La véritable raison de cette scission m’échappe. Il est fort probable que de nombreuses personnes à Mutations ne soient pas exemptes de détournements, corruptions et autres malversations1. D’autre part, le rapport d’audit n’a jamais été rendu public.
Fin du conflit :
Durant les mois de juillet et août, la crise perdure, les tribunaux se révélant plus ou moins incompétents alors que les « deux Mutations » revendiquent chaque renvoi comme une victoire pour son propre camp. Les fondateurs de Mutations se trouvent ainsi déchirés, car si Haman Mana n’est pas à l’origine de l’idée du journal, il n’en a pas moins été le DP depuis dix ans, et a grandement contribué à insuffler une dynamique à l’équipe. Il était plus populaire que son second, Alain Blaise Batongué, alors Rédacteur en Chef, tant auprès des journalistes de l’entreprise qu’à l’extérieur.
Les journalistes du « Mutations Batongué » se voient interdire tout contact avec leur collègue du « Mutations Haman ». Un climat quelque peu délétère s’instaure, pendant que tout le monde, lecteurs et journalistes, s’amuse de voir les deux Mutations se côtoyer dans les kiosques. Je dois dire que, si cette histoire prenait un tour quelque peu ridicule, elle a été du pain béni pour les vendeurs de journaux et le nombre d’invendus en fin de journée était bien plus faible qu’auparavant !

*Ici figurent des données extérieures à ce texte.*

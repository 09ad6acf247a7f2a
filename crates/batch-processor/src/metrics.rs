use metrics::{Counter, Histogram};
use metrics_derive::Metrics;

/// The metrics for the [`super::BatchProcessor`].
#[derive(Metrics, Clone)]
#[metrics(scope = "batch_processor")]
pub struct BatchProcessorMetrics {
    /// A counter on the committed blocks.
    pub committed_blocks: Counter,
    /// A counter on the rejected blocks.
    pub rejected_blocks: Counter,
    /// A counter on the priority operations consumed by committed blocks.
    pub consumed_priority_operations: Counter,
    /// The block processing duration.
    pub processing_duration: Histogram,
}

Le règlement du conflit s’est opéré grâce à une médiation. La SMC a abandonné les poursuites engagées contre les journalistes de Mutations accusés "d’abandon de poste". Haman Mana a fondé un nouveau quotidien, Le Jour, dont la parution a été abondamment commentée. Ce nouveau né est d’ores et déjà considéré par de nombreux journalistes comme le quatrième grand quotidien de la presse privée au Cameroun.